> **What you are asked to do**
Search the entries below for "HashMap" and copy each matching line.

((

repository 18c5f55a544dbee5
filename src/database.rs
#[cfg(test)]
pub mod memory;
pub mod sqlx;
use std::fmt::{self, Display};

/// Correlation handle supplied by the caller of a service. Only ever written
/// into log records.
#[derive(Debug, Clone)]
pub struct Ctx {
    request_id: String,
}

impl Ctx {
    pub fn new(request_id: impl Display) -> Self {
        Self {
            request_id: request_id.to_string(),
        }
    }
}

impl Display for Ctx {
    fn fmt(&self, f: &mut fmt::Formatter<'_>) -> fmt::Result {
        f.write_str(&self.request_id)
    }
}
use crate::core::models::common::Ctx;
use actix_web::dev::Payload;
use actix_web::{Error, FromRequest, HttpMessage, HttpRequest};
use std::future::{ready, Ready};
use uuid::Uuid;

pub static REQUEST_ID_HEADER: &str = "x-request-id";

#[derive(Debug, Clone)]
pub struct UserInfo {
    pub id: i32,
}

impl FromRequest for UserInfo {
    type Error = Error;
    type Future = Ready<Result<Self, Self::Error>>;
    fn from_request(req: &HttpRequest, _: &mut Payload) -> Self::Future {
        match req.extensions().get::<Self>() {
            Some(user) => ready(Ok(user.clone())),
            None => ready(Err(crate::error::Error::Unauthorized.into())),
        }
    }
}

/// Takes the caller's request id when one is sent, otherwise makes one up.
impl FromRequest for Ctx {
    type Error = Error;
    type Future = Ready<Result<Self, Self::Error>>;
    fn from_request(req: &HttpRequest, _: &mut Payload) -> Self::Future {
        let ctx = match req.headers().get(REQUEST_ID_HEADER).and_then(|v| v.to_str().ok()) {
            Some(id) if !id.is_empty() => Ctx::new(id),
            _ => Ctx::new(Uuid::new_v4()),
        };
        ready(Ok(ctx))
    }
}
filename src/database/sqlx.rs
use crate::core::models::{
    answer::{Answer, Query as AnswerQuery, Upsert as AnswerUpsert},
    option::{Insert as OptionInsert, Opt},
    question::{Insert as QuestionInsert, Question},
    questionnaire::{Insert as QuestionnaireInsert, Patch as QuestionnairePatch, Policy, Questionnaire},
    submission::{Insert as SubmissionInsert, Query as SubmissionQuery, SubmissionStatus, UserSubmission},
};
use crate::core::ports::repository::{AnswerCommon, Common, Manager, OptionCommon, QuestionCommon, QuestionnaireCommon, Store, SubmissionCommon, TxStore};
use crate::error::Error;
use sqlx::pool::PoolConnection;
use sqlx::{query, query_as, query_scalar, Executor, FromRow, PgPool, Postgres, QueryBuilder, Transaction};
use std::collections::HashMap;

pub struct PgSqlx<E>
where
    for<'e> &'e mut E: Executor<'e>,
{
    executor: E,
}

impl<E> PgSqlx<E>
where
    for<'e> &'e mut E: Executor<'e>,
{
    pub fn new(executor: E) -> Self {
        Self { executor }
    }
}

#[derive(Clone)]
pub struct PgSqlxManager {
    pool: PgPool,
}

impl PgSqlxManager {
    pub fn new(pool: PgPool) -> Self {
        Self { pool }
    }

    pub async fn begin(&self) -> Result<PgSqlx<Transaction<'static, Postgres>>, Error> {
        let tx = self.pool.begin().await?;
        Ok(PgSqlx::new(tx))
    }

    pub async fn acquire(&self) -> Result<PgSqlx<PoolConnection<Postgres>>, Error> {
        let conn = self.pool.acquire().await?;
        Ok(PgSqlx::new(conn))
    }
}

impl Manager for PgSqlxManager {
    type Store = PgSqlx<PoolConnection<Postgres>>;
    type Tx = PgSqlx<Transaction<'static, Postgres>>;

    async fn db(&self) -> Result<Self::Store, Error> {
        self.acquire().await
    }

    async fn tx(&self) -> Result<Self::Tx, Error> {
        self.begin().await
    }
}

impl Common for PgSqlx<PoolConnection<Postgres>> {}
impl<'a> Common for PgSqlx<Transaction<'a, Postgres>> {}
impl Store for PgSqlx<PoolConnection<Postgres>> {}
impl<'a> Store for PgSqlx<Transaction<'a, Postgres>> {}

impl<'a> TxStore for PgSqlx<Transaction<'a, Postgres>> {
    async fn commit(self) -> Result<(), Error> {
        self.executor.commit().await?;
        Ok(())
    }

    async fn rollback(self) -> Result<(), Error> {
        self.executor.rollback().await?;
        Ok(())
    }
}

impl<E> QuestionnaireCommon for PgSqlx<E>
where
    for<'e> &'e mut E: Executor<'e, Database = Postgres>,
{
    async fn insert(&mut self, data: QuestionnaireInsert) -> Result<i32, Error> {
        let id = query_scalar(
            "
        INSERT INTO questionnaires (owner_id, title, created_at, start_time, end_time, random, back_compatible, answer_time_secs, anonymous, submit_limit)
        VALUES ($1, $2, $3, $4, $5, $6, $7, $8, $9, $10)
        RETURNING id",
        )
        .bind(data.owner_id)
        .bind(data.title)
        .bind(data.created_at)
        .bind(data.start_time)
        .bind(data.end_time)
        .bind(data.random)
        .bind(data.back_compatible)
        .bind(data.answer_time_secs)
        .bind(data.anonymous)
        .bind(data.submit_limit)
        .fetch_one(&mut self.executor)
        .await?;
        Ok(id)
    }

    async fn get(&mut self, id: i32) -> Result<Option<Questionnaire>, Error> {
        let q = query_as("SELECT * FROM questionnaires WHERE id = $1").bind(id).fetch_optional(&mut self.executor).await?;
        Ok(q)
    }

    async fn get_for_update(&mut self, id: i32) -> Result<Option<Questionnaire>, Error> {
        let q = query_as("SELECT * FROM questionnaires WHERE id = $1 FOR UPDATE").bind(id).fetch_optional(&mut self.executor).await?;
        Ok(q)
    }

    async fn policy(&mut self, id: i32) -> Result<Option<Policy>, Error> {
        let policy = query_as(
            "
        SELECT
            id AS questionnaire_id,
            start_time,
            end_time,
            answer_time_secs,
            back_compatible,
            submit_limit,
            anonymous,
            random
        FROM questionnaires
        WHERE id = $1",
        )
        .bind(id)
        .fetch_optional(&mut self.executor)
        .await?;
        Ok(policy)
    }

    async fn patch(&mut self, id: i32, patch: &QuestionnairePatch) -> Result<(), Error> {
        if patch.is_empty() {
            return Ok(());
        }
        let mut stmt = QueryBuilder::<Postgres>::new("UPDATE questionnaires SET ");
        {
            let mut set = stmt.separated(", ");
            if let Some(title) = &patch.title {
                set.push("title = ").push_bind_unseparated(title.clone());
            }
            if let Some(start_time) = patch.start_time {
                set.push("start_time = ").push_bind_unseparated(start_time);
            }
            if let Some(end_time) = patch.end_time {
                set.push("end_time = ").push_bind_unseparated(end_time);
            }
            if let Some(random) = patch.random {
                set.push("random = ").push_bind_unseparated(random);
            }
            if let Some(back_compatible) = patch.back_compatible {
                set.push("back_compatible = ").push_bind_unseparated(back_compatible);
            }
            if let Some(answer_time_secs) = patch.answer_time_secs {
                set.push("answer_time_secs = ").push_bind_unseparated(answer_time_secs);
            }
            if let Some(anonymous) = patch.anonymous {
                set.push("anonymous = ").push_bind_unseparated(anonymous);
            }
            if let Some(submit_limit) = patch.submit_limit {
                set.push("submit_limit = ").push_bind_unseparated(submit_limit);
            }
        }
        stmt.push(" WHERE id = ").push_bind(id);
        stmt.build().execute(&mut self.executor).await?;
        Ok(())
    }

    async fn delete(&mut self, id: i32) -> Result<(), Error> {
        query("DELETE FROM questionnaires WHERE id = $1").bind(id).execute(&mut self.executor).await?;
        Ok(())
    }

    async fn increase_participation(&mut self, id: i32) -> Result<(), Error> {
        query("UPDATE questionnaires SET participation_count = participation_count + 1 WHERE id = $1")
            .bind(id)
            .execute(&mut self.executor)
            .await?;
        Ok(())
    }
}

#[derive(FromRow)]
struct QuestionRow {
    id: i32,
    questionnaire_id: i32,
    index_: i32,
    text: String,
    descriptive: bool,
    correct_option_id: Option<i32>,
}

#[derive(FromRow)]
struct OptRow {
    id: i32,
    question_id: i32,
    index_: i32,
    text: String,
}

impl<E> QuestionCommon for PgSqlx<E>
where
    for<'e> &'e mut E: Executor<'e, Database = Postgres>,
{
    async fn insert(&mut self, question: QuestionInsert) -> Result<i32, Error> {
        let id = query_scalar("INSERT INTO questions (questionnaire_id, index_, text, descriptive) VALUES ($1, $2, $3, $4) RETURNING id")
            .bind(question.questionnaire_id)
            .bind(question.index)
            .bind(question.text)
            .bind(question.descriptive)
            .fetch_one(&mut self.executor)
            .await?;
        Ok(id)
    }

    async fn set_correct_option(&mut self, id: i32, option_id: i32) -> Result<(), Error> {
        query("UPDATE questions SET correct_option_id = $1 WHERE id = $2")
            .bind(option_id)
            .bind(id)
            .execute(&mut self.executor)
            .await?;
        Ok(())
    }

    async fn list_ordered(&mut self, questionnaire_id: i32) -> Result<Vec<Question>, Error> {
        let rows: Vec<QuestionRow> = query_as("SELECT * FROM questions WHERE questionnaire_id = $1 ORDER BY index_")
            .bind(questionnaire_id)
            .fetch_all(&mut self.executor)
            .await?;
        if rows.is_empty() {
            return Ok(Vec::new());
        }
        let ids: Vec<i32> = rows.iter().map(|r| r.id).collect();
        let opts: Vec<OptRow> = query_as("SELECT * FROM options WHERE question_id = ANY($1) ORDER BY question_id, index_")
            .bind(ids)
            .fetch_all(&mut self.executor)
            .await?;
        let mut by_question: HashMap<i32, Vec<Opt>> = HashMap::new();
        for o in opts {
            by_question.entry(o.question_id).or_default().push(Opt {
                id: o.id,
                question_id: o.question_id,
                index: o.index_,
                text: o.text,
            });
        }
        Ok(rows
            .into_iter()
            .map(|r| Question {
                options: by_question.remove(&r.id).unwrap_or_default(),
                id: r.id,
                questionnaire_id: r.questionnaire_id,
                index: r.index_,
                text: r.text,
                descriptive: r.descriptive,
                correct_option_id: r.correct_option_id,
            })
            .collect())
    }
}

impl<E> OptionCommon for PgSqlx<E>
where
    for<'e> &'e mut E: Executor<'e, Database = Postgres>,
{
    async fn insert(&mut self, option: OptionInsert) -> Result<i32, Error> {
        let id = query_scalar("INSERT INTO options (question_id, index_, text) VALUES ($1, $2, $3) RETURNING id")
            .bind(option.question_id)
            .bind(option.index)
            .bind(option.text)
            .fetch_one(&mut self.executor)
            .await?;
        Ok(id)
    }
}

impl<E> SubmissionCommon for PgSqlx<E>
where
    for<'e> &'e mut E: Executor<'e, Database = Postgres>,
{
    async fn insert(&mut self, data: SubmissionInsert) -> Result<i32, Error> {
        let id = query_scalar(
            "
        INSERT INTO user_submissions (user_id, questionnaire_id, status, current_question_index, created_at, updated_at)
        VALUES ($1, $2, $3, 0, $4, $4)
        RETURNING id",
        )
        .bind(data.user_id)
        .bind(data.questionnaire_id)
        .bind(SubmissionStatus::InProgress)
        .bind(data.created_at)
        .fetch_one(&mut self.executor)
        .await?;
        Ok(id)
    }

    async fn get(&mut self, id: i32) -> Result<Option<UserSubmission>, Error> {
        let s = query_as("SELECT * FROM user_submissions WHERE id = $1").bind(id).fetch_optional(&mut self.executor).await?;
        Ok(s)
    }

    async fn get_for_update(&mut self, id: i32) -> Result<Option<UserSubmission>, Error> {
        let s = query_as("SELECT * FROM user_submissions WHERE id = $1 FOR UPDATE")
            .bind(id)
            .fetch_optional(&mut self.executor)
            .await?;
        Ok(s)
    }

    async fn in_progress_for_update(&mut self, user_id: i32, questionnaire_id: i32) -> Result<Option<UserSubmission>, Error> {
        let s = query_as("SELECT * FROM user_submissions WHERE user_id = $1 AND questionnaire_id = $2 AND status = $3 FOR UPDATE")
            .bind(user_id)
            .bind(questionnaire_id)
            .bind(SubmissionStatus::InProgress)
            .fetch_optional(&mut self.executor)
            .await?;
        Ok(s)
    }

    async fn count(&mut self, query: &SubmissionQuery) -> Result<i64, Error> {
        let mut stmt = QueryBuilder::<Postgres>::new("SELECT COUNT(*) FROM user_submissions WHERE 1 = 1");
        if let Some(uid) = query.user_id_eq {
            stmt.push(" AND user_id = ").push_bind(uid);
        }
        if let Some(qid) = query.questionnaire_id_eq {
            stmt.push(" AND questionnaire_id = ").push_bind(qid);
        }
        let (n,): (i64,) = stmt.build_query_as().fetch_one(&mut self.executor).await?;
        Ok(n)
    }

    async fn lock_attempts(&mut self, user_id: i32, questionnaire_id: i32) -> Result<(), Error> {
        query("SELECT pg_advisory_xact_lock($1, $2)")
            .bind(user_id)
            .bind(questionnaire_id)
            .execute(&mut self.executor)
            .await?;
        Ok(())
    }

    async fn update(&mut self, submission: &UserSubmission) -> Result<(), Error> {
        query("UPDATE user_submissions SET status = $1, current_question_index = $2, updated_at = $3 WHERE id = $4")
            .bind(submission.status)
            .bind(submission.current_question_index)
            .bind(submission.updated_at)
            .bind(submission.id)
            .execute(&mut self.executor)
            .await?;
        Ok(())
    }
}

impl<E> AnswerCommon for PgSqlx<E>
where
    for<'e> &'e mut E: Executor<'e, Database = Postgres>,
{
    async fn upsert(&mut self, answer: AnswerUpsert) -> Result<i32, Error> {
        let id = query_scalar(
            "
        INSERT INTO answers (question_id, user_id, submission_id, descriptive, text, option_id)
        VALUES ($1, $2, $3, $4, $5, $6)
        ON CONFLICT (question_id, submission_id) DO UPDATE
        SET descriptive = EXCLUDED.descriptive, text = EXCLUDED.text, option_id = EXCLUDED.option_id
        RETURNING id",
        )
        .bind(answer.question_id)
        .bind(answer.user_id)
        .bind(answer.submission_id)
        .bind(answer.descriptive)
        .bind(answer.text)
        .bind(answer.option_id)
        .fetch_one(&mut self.executor)
        .await?;
        Ok(id)
    }

    async fn query(&mut self, query: &AnswerQuery) -> Result<Vec<Answer>, Error> {
        let mut stmt = QueryBuilder::<Postgres>::new(
            "
        SELECT a.*
        FROM answers AS a
        JOIN questions AS q ON a.question_id = q.id
        WHERE 1 = 1",
        );
        if let Some(sid) = query.submission_id_eq {
            stmt.push(" AND a.submission_id = ").push_bind(sid);
        }
        if let Some(qid) = query.questionnaire_id_eq {
            stmt.push(" AND q.questionnaire_id = ").push_bind(qid);
        }
        stmt.push(" ORDER BY q.index_, a.id");
        let answers: Vec<Answer> = stmt.build_query_as().fetch_all(&mut self.executor).await?;
        Ok(answers)
    }
}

))

> **Answer section**
use std::collections::HashMap;
        let mut by_question: HashMap<i32, Vec<Opt>> = HashMap::new();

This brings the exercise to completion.